//! A reliable, connection-oriented, message-preserving transport layered on
//!  top of plain UDP.
//!
//! ## Design goals
//!
//! * The abstraction is sending / receiving *messages* (defined-length chunks
//!   of data as opposed to a stream of bytes): message boundaries survive the
//!   wire, there is no fragmentation and no reassembly.
//! * A familiar socket-like surface - bind, connect, accept, send, receive,
//!   disconnect - with an explicit handshake and graceful teardown, but
//!   datagram semantics underneath.
//! * Per-message choice of delivery mode:
//!   * *reliable*: the packet is retained and re-sent until acknowledged, and
//!     handed to the receiving application in the order it was sent, holes
//!     being bridged by reserved delivery slots
//!   * *best-effort*: fire and forget, delivered in arrival order interleaved
//!     with reliable traffic
//! * One engine instance speaks to exactly one remote peer; liveness is
//!   maintained with keepalives and a receive timeout, so a vanished peer is
//!   detected without user traffic
//! * A caller-facing API that can be driven from any task, serialized by a
//!   single lock, with a background I/O task owning the socket reads and all
//!   protocol timers
//! * Explicitly *no* congestion control, flow control windows or encryption -
//!   different trade-offs than TCP or QUIC
//!
//! ## Header
//!
//! Packet header (inside a UDP datagram) - all numbers in network byte order
//!  (BE):
//! ```ascii
//! 0: sequence number (u32): incremented for every outgoing datagram,
//!     including acks and keepalives; tracks liveness
//! 4: batch number (u32): incremented only for reliable data packets;
//!     defines the delivery order. For an ACK, the batch being acknowledged.
//! 8: flags (u32):
//!     * SYN    = 1      connection requested
//!     * ACK    = 2      acknowledges the reliable packet `batch`
//!     * FIN    = 4      no more messages
//!     * KEP    = 8      keepalive
//!     * REL    = 16     reliable packet: retained, re-sent, acknowledged
//!     * CANCEL = 1<<31  local wakeup sentinel, never valid on the wire
//! ```
//! The payload follows the header and may be empty (pure control datagrams).
//!
//! ## Control datagrams
//!
//! * *SYN* (+REL): requests a connection; the first reliable packet of a
//!   session, so it consumes batch number 0.
//! * *SYN+ACK* (+REL): accepts a connection and acknowledges the SYN in one
//!   datagram.
//! * *FIN* (+REL): initiates the graceful close; answered with FIN+ACK.
//! * *KEP*: keepalive, sent after a short timeout of send-side silence.
//! * *ACK*: acknowledges the reliable packet whose batch number it carries.
//!   Acks may arrive in any order; duplicates are ignored.
//!
//! ## Timeouts
//!
//! Two durations govern all timing (see [`LinkConfig`]): a *short* timeout
//!  driving retransmission and keepalives, and a *total* timeout after which
//!  an unacknowledged packet, a silent peer or an unfilled delivery hole
//!  declares the connection lost.

mod cancellation;
mod config;
mod delivery_queue;
mod error;
mod events;
mod packet;
mod packet_header;
mod retransmit;
mod send_pipeline;
mod session;
mod socket;

pub use config::LinkConfig;
pub use error::{LinkError, Result};
pub use packet::Packet;
pub use packet_header::{PacketFlags, PacketHeader};
pub use socket::LinkSocket;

▶ Your goal:
Where a line of the records has the string "after", return that line.

▶ Final answer:
//! * *KEP*: keepalive, sent after a short timeout of send-side silence.
//!  driving retransmission and keepalives, and a *total* timeout after which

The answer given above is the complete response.